右ハンドル仕様は、生産能力拡大の計画の一環として新しく設立される、スコダのグリーンフィールド工場で生産される。

情報筋によると、これにより、36年の歴史をもつVWのドイツ・エムデン工場でのパサートの生産が終了するという話もある。

同工場は、2022年からの電動SUV「ID.4」の生産に向け、まもなく包括的な改造が行われる予定となっている。

ワゴンは継続 オールトラックは?

現在、ヨーロッパ仕様は、MQBプラットフォームをベースとしているが、米国および一部の中国のチャネルで販売されているパサートは、2005年に導入された第6世代の古いPQ46プラットフォームをベースとしている。

2023年以降、すべてのパサートは、前輪駆動と四輪駆動の両方をサポートする、MQBプラットフォームのアップデート版を採用する。

フォルクスワーゲン・アルテオン・シューティングブレーク
フォルクスワーゲン・アルテオン・シューティングブレーク

この車体構造は、マイルド・ハイブリッドおよびプラグイン・ハイブリッドの、ガソリン/ディーゼル仕様だけでなく、完全な電動ドライブトレインのパッケージングにも対応可能となっている。

社内で「B9」と呼ばれている新しいモデルのスタイリングは、すでに完了しており、より充実した機能と、優れた積載能力で、実用性が高まる。

関係者は「私たちは、アルテオンで、すでにこのセグメントのスタイルリーダーとなっています」

「これは、パサートが現行モデルよりも、さらにスペース指向なモデルとなるための助けとなるでしょう」と述べている。

新型が従来の4ドア・セダンを継続するのか、それともスパーブの5ドア・リフトバック・デザインが採用されるかについては明らかにされていないが、ワゴンは継続が決定。

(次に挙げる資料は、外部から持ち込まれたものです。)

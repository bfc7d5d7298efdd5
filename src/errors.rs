//! # Error and Result Type
//!
//! This crate uses one wrapping error type. Sub-modules and methods return the
//! most specific variant they can; the orchestrator decides on recovery and the
//! http layer maps variants to status codes via [`ErrorCode`].

use std::error;
use std::fmt;

/// Short machine-readable codes. These travel in `SystemState.error` and in
/// http error payloads; log lines carry them next to the human message.
#[derive(Debug, Clone, Copy, PartialEq, Eq, serde::Serialize, serde::Deserialize)]
pub enum ErrorCode {
    #[serde(rename = "BAD_INPUT")]
    BadInput,
    #[serde(rename = "SCAN_BUSY")]
    ScanBusy,
    #[serde(rename = "NO_DEVICE")]
    NoDevice,
    #[serde(rename = "NO_MAC")]
    NoMac,
    #[serde(rename = "AUTH_FAIL")]
    AuthFail,
    #[serde(rename = "ASSOC_FAIL")]
    AssocFail,
    #[serde(rename = "DHCP_FAIL")]
    DhcpFail,
    #[serde(rename = "CONNECT_TIMEOUT")]
    ConnectTimeout,
    #[serde(rename = "AP_START_FAIL")]
    ApStartFail,
    #[serde(rename = "CAPTIVE_FAIL")]
    CaptiveFail,
    #[serde(rename = "TUNNEL_FAIL")]
    TunnelFail,
    #[serde(rename = "INTERNAL")]
    Internal,
}

impl ErrorCode {
    pub fn as_str(&self) -> &'static str {
        match self {
            ErrorCode::BadInput => "BAD_INPUT",
            ErrorCode::ScanBusy => "SCAN_BUSY",
            ErrorCode::NoDevice => "NO_DEVICE",
            ErrorCode::NoMac => "NO_MAC",
            ErrorCode::AuthFail => "AUTH_FAIL",
            ErrorCode::AssocFail => "ASSOC_FAIL",
            ErrorCode::DhcpFail => "DHCP_FAIL",
            ErrorCode::ConnectTimeout => "CONNECT_TIMEOUT",
            ErrorCode::ApStartFail => "AP_START_FAIL",
            ErrorCode::CaptiveFail => "CAPTIVE_FAIL",
            ErrorCode::TunnelFail => "TUNNEL_FAIL",
            ErrorCode::Internal => "INTERNAL",
        }
    }
}

impl fmt::Display for ErrorCode {
    fn fmt(&self, f: &mut fmt::Formatter) -> fmt::Result {
        f.write_str(self.as_str())
    }
}

/// The main error type used throughout this crate. It wraps a few foreign error
/// types and implements [`error::Error`] so that it can be used in any situation
/// where the standard error type is expected.
#[derive(Debug)]
pub enum ProvisionError {
    /// Generic errors are rarely used and only if no other variant matches
    Generic(String),
    /// Serialisation failed
    Ser(serde_json::Error),
    Utf8(std::str::Utf8Error),
    DBus(zbus::Error),
    /// IO Error with context
    IO(std::io::Error, &'static str),
    Hyper(hyper::Error),

    /// Request body failed validation. Carries the rejected field and a reason.
    BadInput(&'static str, String),
    /// No usable MAC address on any physical interface
    NoMacAddress,
    /// No wifi device found on this system
    NoWifiDeviceFound,
    /// The os daemon refused the scan because one is already running
    ScanBusy,
    /// Starting the access point failed or timed out
    ApStartFailed(String),
    /// Captive portal side effects could not be applied
    CaptiveFailed(String),
    /// A connection attempt ended in a classified failure
    Connect(ErrorCode, String),
    /// The tunnel provider failed; never affects connection state
    Tunnel(String),
}

impl ProvisionError {
    /// The wire code the http layer and `SystemState.error` use for this error.
    pub fn code(&self) -> ErrorCode {
        match self {
            ProvisionError::BadInput(..) => ErrorCode::BadInput,
            ProvisionError::NoMacAddress => ErrorCode::NoMac,
            ProvisionError::NoWifiDeviceFound => ErrorCode::NoDevice,
            ProvisionError::ScanBusy => ErrorCode::ScanBusy,
            ProvisionError::ApStartFailed(_) => ErrorCode::ApStartFail,
            ProvisionError::CaptiveFailed(_) => ErrorCode::CaptiveFail,
            ProvisionError::Connect(code, _) => *code,
            ProvisionError::Tunnel(_) => ErrorCode::TunnelFail,
            _ => ErrorCode::Internal,
        }
    }

    /// True for errors the caller may retry after a short backoff.
    pub fn is_transient(&self) -> bool {
        matches!(
            self,
            ProvisionError::ScanBusy | ProvisionError::Connect(ErrorCode::AssocFail, _)
        )
    }
}

impl From<std::convert::Infallible> for ProvisionError {
    fn from(error: std::convert::Infallible) -> Self {
        ProvisionError::Generic(error.to_string())
    }
}

impl From<hyper::Error> for ProvisionError {
    fn from(error: hyper::Error) -> Self {
        ProvisionError::Hyper(error)
    }
}

impl From<std::string::FromUtf8Error> for ProvisionError {
    fn from(error: std::string::FromUtf8Error) -> Self {
        ProvisionError::Utf8(error.utf8_error())
    }
}

impl From<String> for ProvisionError {
    fn from(error: String) -> Self {
        ProvisionError::Generic(error)
    }
}

impl From<std::io::Error> for ProvisionError {
    fn from(error: std::io::Error) -> Self {
        ProvisionError::IO(error, "")
    }
}

impl From<serde_json::Error> for ProvisionError {
    fn from(error: serde_json::Error) -> Self {
        ProvisionError::Ser(error)
    }
}

impl From<std::str::Utf8Error> for ProvisionError {
    fn from(error: std::str::Utf8Error) -> Self {
        ProvisionError::Utf8(error)
    }
}

impl From<zbus::Error> for ProvisionError {
    fn from(error: zbus::Error) -> Self {
        ProvisionError::DBus(error)
    }
}

impl From<zbus::zvariant::Error> for ProvisionError {
    fn from(error: zbus::zvariant::Error) -> Self {
        ProvisionError::DBus(zbus::Error::Variant(error))
    }
}

impl fmt::Display for ProvisionError {
    fn fmt(&self, f: &mut fmt::Formatter) -> fmt::Result {
        match self {
            ProvisionError::Generic(m) => m.fmt(f),
            ProvisionError::IO(e, ctx) if ctx.is_empty() => e.fmt(f),
            ProvisionError::IO(e, ctx) => write!(f, "{} - {}", ctx, e),
            ProvisionError::Hyper(e) => e.fmt(f),
            ProvisionError::Utf8(e) => e.fmt(f),
            ProvisionError::DBus(e) => write!(f, "Dbus Error: {}", e),
            ProvisionError::Ser(e) => e.fmt(f),
            ProvisionError::BadInput(field, reason) => {
                write!(f, "Invalid {}: {}", field, reason)
            },
            ProvisionError::NoMacAddress => {
                write!(f, "No usable MAC address on any physical interface")
            },
            ProvisionError::NoWifiDeviceFound => write!(f, "No wifi device found on this system"),
            ProvisionError::ScanBusy => write!(f, "A wifi scan is already in progress"),
            ProvisionError::ApStartFailed(m) => write!(f, "Failed to start access point: {}", m),
            ProvisionError::CaptiveFailed(m) => write!(f, "Captive portal setup failed: {}", m),
            ProvisionError::Connect(code, m) => {
                write!(f, "Connection attempt failed ({}): {}", code, m)
            },
            ProvisionError::Tunnel(m) => write!(f, "Tunnel provider failed: {}", m),
        }
    }
}

impl error::Error for ProvisionError {
    fn source(&self) -> Option<&(dyn error::Error + 'static)> {
        match self {
            ProvisionError::IO(e, _) => Some(e),
            ProvisionError::Hyper(e) => Some(e),
            ProvisionError::Utf8(e) => Some(e),
            ProvisionError::Ser(e) => Some(e),
            ProvisionError::DBus(e) => Some(e),
            _ => None,
        }
    }
}

#[cfg(test)]
mod tests {
    use super::*;

    #[test]
    fn codes_serialise_as_wire_names() {
        assert_eq!(ErrorCode::AuthFail.as_str(), "AUTH_FAIL");
        assert_eq!(
            serde_json::to_string(&ErrorCode::ConnectTimeout).unwrap(),
            "\"CONNECT_TIMEOUT\""
        );
    }

    #[test]
    fn classification() {
        assert_eq!(
            ProvisionError::BadInput("ssid", "empty".into()).code(),
            ErrorCode::BadInput
        );
        assert!(ProvisionError::ScanBusy.is_transient());
        assert!(ProvisionError::Connect(ErrorCode::AssocFail, String::new()).is_transient());
        assert!(!ProvisionError::Connect(ErrorCode::AuthFail, String::new()).is_transient());
    }
}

より長いホイールベースと、より広いトレッドにより、現行モデルよりも大きなスペースを提供することが可能となる。

また新型は、同等サイズのアルテオンとID.ビジョンの量産仕様よりも保守的なデザインになると言われている。

これに加え、高い車高と、ボディサイドのクラッディングが特徴的な、パサート・オールトラックの後継も計画されている。

累積3000万台も、揺らぐ存在意義

1973年に最初に生産を開始したパサートは、最近、累積販売台数3000万台を達成し、ゴルフに次いで2番目に販売台数の多いフォルクスワーゲンとなっている。

それにもかかわらず、主要なグローバル・マーケットでのパサートの売れ行きは懸念されており、後継モデルについて真剣な話し合いが行われたと言われている。

フォルクスワーゲンID.ビジョン
フォルクスワーゲンID.ビジョン

ディースは、これまでにAUTOCARに対し「同じセグメントで競合する、同じようなサイズのモデルが3つ必要かどうかはわかりません」

「わたし達は、パサートの今後を、注意深く見守らなければなりません」と述べていたほどだ。

第9世代モデルの投入決定の背景には、米国・ヨーロッパの両仕様のパサートを、異なるチャネルを通じて販売しているVW中国事業部からの強い要望があったと言われている。

なおその新型は、レベル3の自動運転技術と5G接続機能を、サポートするよう設計されているという。